# [What you need to do]
Report how many lines of the data below contain "RwLock". Give nothing besides the number.

# [Dataset records]
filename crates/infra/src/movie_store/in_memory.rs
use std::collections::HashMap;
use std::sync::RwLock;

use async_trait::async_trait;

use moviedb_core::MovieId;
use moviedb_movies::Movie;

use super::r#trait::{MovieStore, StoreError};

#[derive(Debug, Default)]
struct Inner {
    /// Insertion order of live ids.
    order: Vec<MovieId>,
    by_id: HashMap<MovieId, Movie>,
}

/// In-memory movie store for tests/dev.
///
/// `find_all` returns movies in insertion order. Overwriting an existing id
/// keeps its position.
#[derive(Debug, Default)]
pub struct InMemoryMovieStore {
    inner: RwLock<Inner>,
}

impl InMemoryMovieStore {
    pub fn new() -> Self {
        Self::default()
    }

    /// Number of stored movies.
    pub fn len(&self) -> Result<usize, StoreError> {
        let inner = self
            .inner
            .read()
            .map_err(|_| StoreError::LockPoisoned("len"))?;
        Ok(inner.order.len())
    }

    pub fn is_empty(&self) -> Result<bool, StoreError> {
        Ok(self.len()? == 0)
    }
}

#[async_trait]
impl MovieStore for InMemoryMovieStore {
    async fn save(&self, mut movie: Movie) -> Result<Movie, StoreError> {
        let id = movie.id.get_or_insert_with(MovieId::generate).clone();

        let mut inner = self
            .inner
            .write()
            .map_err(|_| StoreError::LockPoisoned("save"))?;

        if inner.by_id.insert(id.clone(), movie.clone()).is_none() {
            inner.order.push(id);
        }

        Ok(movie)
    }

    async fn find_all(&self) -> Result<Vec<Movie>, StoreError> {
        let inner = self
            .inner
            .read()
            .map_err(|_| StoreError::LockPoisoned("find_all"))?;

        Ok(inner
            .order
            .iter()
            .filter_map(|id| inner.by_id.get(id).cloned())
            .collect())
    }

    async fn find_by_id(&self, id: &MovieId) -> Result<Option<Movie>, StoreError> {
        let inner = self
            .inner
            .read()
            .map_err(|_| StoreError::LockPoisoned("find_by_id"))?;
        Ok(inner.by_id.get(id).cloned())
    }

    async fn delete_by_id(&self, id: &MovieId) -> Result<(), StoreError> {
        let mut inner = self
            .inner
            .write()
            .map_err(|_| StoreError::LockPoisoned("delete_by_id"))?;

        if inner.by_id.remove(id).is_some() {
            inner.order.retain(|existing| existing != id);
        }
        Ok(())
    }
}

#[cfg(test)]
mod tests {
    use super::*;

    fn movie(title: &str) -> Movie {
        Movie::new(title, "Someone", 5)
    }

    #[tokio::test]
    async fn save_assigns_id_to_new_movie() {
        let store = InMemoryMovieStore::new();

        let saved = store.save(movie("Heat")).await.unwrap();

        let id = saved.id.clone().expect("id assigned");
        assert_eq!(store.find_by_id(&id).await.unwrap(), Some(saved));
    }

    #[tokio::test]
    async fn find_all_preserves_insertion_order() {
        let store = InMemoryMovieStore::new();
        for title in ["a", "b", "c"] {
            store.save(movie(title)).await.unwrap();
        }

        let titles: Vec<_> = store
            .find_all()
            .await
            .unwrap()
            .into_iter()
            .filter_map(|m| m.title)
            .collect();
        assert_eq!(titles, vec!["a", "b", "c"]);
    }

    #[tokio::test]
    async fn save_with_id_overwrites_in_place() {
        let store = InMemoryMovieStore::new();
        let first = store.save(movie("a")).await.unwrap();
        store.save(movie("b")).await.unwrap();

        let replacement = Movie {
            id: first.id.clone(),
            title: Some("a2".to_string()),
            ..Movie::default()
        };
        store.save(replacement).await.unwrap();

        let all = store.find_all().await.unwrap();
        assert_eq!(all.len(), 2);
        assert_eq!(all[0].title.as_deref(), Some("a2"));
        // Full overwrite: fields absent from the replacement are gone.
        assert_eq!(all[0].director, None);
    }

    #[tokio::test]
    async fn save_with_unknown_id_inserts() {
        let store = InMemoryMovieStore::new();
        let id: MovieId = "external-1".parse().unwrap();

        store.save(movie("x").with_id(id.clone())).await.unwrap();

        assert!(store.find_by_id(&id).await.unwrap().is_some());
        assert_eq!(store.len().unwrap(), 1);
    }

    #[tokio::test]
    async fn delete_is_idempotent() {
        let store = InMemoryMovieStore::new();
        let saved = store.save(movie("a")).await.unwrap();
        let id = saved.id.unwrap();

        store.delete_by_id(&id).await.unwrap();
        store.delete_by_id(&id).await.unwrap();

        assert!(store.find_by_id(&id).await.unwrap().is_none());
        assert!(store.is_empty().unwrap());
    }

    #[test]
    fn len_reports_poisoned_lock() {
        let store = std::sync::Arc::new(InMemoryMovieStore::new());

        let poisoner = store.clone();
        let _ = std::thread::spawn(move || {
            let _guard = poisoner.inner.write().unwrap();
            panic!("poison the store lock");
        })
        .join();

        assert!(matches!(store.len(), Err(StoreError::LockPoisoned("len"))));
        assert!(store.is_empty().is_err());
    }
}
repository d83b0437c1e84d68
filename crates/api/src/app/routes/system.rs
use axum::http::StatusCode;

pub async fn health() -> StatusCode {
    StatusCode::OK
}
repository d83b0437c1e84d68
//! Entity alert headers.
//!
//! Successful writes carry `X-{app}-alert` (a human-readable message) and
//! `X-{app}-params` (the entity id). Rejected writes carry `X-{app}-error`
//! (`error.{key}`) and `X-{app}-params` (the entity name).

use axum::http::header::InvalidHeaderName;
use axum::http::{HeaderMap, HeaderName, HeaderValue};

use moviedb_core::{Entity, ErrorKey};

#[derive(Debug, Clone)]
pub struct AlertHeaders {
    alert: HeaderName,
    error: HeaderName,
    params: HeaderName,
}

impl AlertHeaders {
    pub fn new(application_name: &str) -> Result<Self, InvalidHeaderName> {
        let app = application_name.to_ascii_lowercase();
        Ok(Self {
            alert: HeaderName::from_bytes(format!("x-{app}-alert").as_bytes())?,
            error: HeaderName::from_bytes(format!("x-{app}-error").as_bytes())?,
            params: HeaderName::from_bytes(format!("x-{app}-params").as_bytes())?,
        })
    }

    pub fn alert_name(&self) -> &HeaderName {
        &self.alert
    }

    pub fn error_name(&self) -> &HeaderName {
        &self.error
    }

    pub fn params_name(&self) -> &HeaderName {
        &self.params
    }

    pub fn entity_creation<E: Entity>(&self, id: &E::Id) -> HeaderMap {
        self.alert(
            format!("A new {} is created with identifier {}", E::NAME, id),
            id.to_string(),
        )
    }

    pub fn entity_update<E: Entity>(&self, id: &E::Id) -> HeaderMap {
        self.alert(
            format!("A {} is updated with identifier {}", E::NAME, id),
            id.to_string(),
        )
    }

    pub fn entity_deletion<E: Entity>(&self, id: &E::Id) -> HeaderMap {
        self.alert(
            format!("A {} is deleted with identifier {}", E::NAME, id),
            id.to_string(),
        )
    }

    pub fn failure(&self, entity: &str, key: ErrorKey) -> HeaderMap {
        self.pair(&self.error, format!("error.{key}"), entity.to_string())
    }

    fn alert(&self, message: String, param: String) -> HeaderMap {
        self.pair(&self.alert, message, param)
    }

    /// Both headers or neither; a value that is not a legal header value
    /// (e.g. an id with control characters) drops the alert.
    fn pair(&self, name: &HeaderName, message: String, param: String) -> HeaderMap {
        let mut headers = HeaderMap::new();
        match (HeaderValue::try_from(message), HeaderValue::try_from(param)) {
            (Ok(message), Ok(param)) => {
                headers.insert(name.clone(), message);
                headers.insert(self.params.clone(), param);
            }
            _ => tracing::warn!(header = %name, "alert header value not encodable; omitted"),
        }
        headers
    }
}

# [Output below]
2